Nan Tian, a senior researcher at SIPRI, said operational costs could be linked to Russia’s movement of troops to the Ukrainian border. But the exact distribution of funds is not included in the budgets made available to SIPRI, which does not have access to classified or off-the-book spending.

“Looking back, maybe there were signs that many people might have missed that there was this imminent threat,” Nan said of Russia’s military spending and its invasion of Ukraine.

But, he said, “what we really see is that Russia’s military spending is very much tied to its economy.”

Overall, SIPRI says that global military spending has risen for seven consecutive years, including as the world struggled with the financial impact of the covid-19 pandemic.

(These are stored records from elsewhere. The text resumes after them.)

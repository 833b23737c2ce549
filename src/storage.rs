// File: ./src/storage.rs
// Writes the rendered calendar to disk.
use crate::context::AppContext;
use crate::model::adapter::read_summaries;
use anyhow::{Context, Result};
use std::fs;
use std::io::Write;
use std::path::{Path, PathBuf};

/// Writes to a sibling temp file and renames it over `path`, so readers never
/// see a half-written file.
pub fn atomic_write<P: AsRef<Path>, C: AsRef<[u8]>>(path: P, contents: C) -> Result<()> {
    let path = path.as_ref();
    if let Some(parent) = path.parent()
        && !parent.as_os_str().is_empty()
        && !parent.exists()
    {
        fs::create_dir_all(parent)
            .with_context(|| format!("Failed to create directory: {:?}", parent))?;
    }
    let tmp_path = path.with_extension("tmp");
    fs::write(&tmp_path, contents)
        .with_context(|| format!("Failed to write {}", tmp_path.display()))?;
    fs::rename(&tmp_path, path)
        .with_context(|| format!("Failed to move {} into place", tmp_path.display()))?;
    Ok(())
}

#[derive(Debug, Clone, PartialEq, Eq)]
pub enum OutputTarget {
    File(PathBuf),
    Stdout,
}

pub struct CalendarStorage;

impl CalendarStorage {
    /// Checks the document parses as iCalendar and returns its event count.
    pub fn validate(ics: &str) -> Result<usize> {
        let summaries = read_summaries(ics)
            .map_err(|e| anyhow::anyhow!("Generated calendar is not valid iCalendar: {}", e))?;
        Ok(summaries.len())
    }

    /// Validates and writes the document. Returns where it went and how many
    /// events it holds.
    pub fn write(ctx: &dyn AppContext, target: &OutputTarget, ics: &str) -> Result<(String, usize)> {
        let count = Self::validate(ics)?;
        match target {
            OutputTarget::File(path) => {
                let path = ctx.resolve_path(path)?;
                atomic_write(&path, ics)?;
                log::info!("Wrote {} event(s) to {}", count, path.display());
                Ok((path.display().to_string(), count))
            }
            OutputTarget::Stdout => {
                let mut stdout = std::io::stdout().lock();
                stdout
                    .write_all(ics.as_bytes())
                    .context("Failed to write calendar to stdout")?;
                stdout.flush()?;
                Ok(("stdout".to_string(), count))
            }
        }
    }
}
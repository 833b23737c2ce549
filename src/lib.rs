// Crate root library declaration and module exports.
pub mod cli;
pub mod client;
pub mod config;
pub mod context;
pub mod controller;
pub mod error;
pub mod logging;
pub mod model;
pub mod storage;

“I thought that maybe countries would decrease military spending in favor of, say, health care,” Nan said. Instead, many countries increased spending on both, taking on more debt or loans and deprioritizing funds for other sectors.

The United States remains by far the world’s biggest military spender, comprising 38 percent of the global share. China ranked second, making up 14 percent of global expenditures, and marking an increase for 27 consecutive years.

China’s spending has also pushed others to boost expenditures. Japan reported its highest increase in military spending since 1972. Australia also raised its budget by 4.0 percent to $31.8 billion, bringing its spending percentage in line with Italy and Canada.

There were some other notable changes as well. Saudi Arabia’s military budget declined, moving it down in rank from the world’s fourth to eighth largest spender. Iran’s budget, meanwhile, increased to the fourteenth largest, its first time in twenty years being part of the top fifteen spending countries.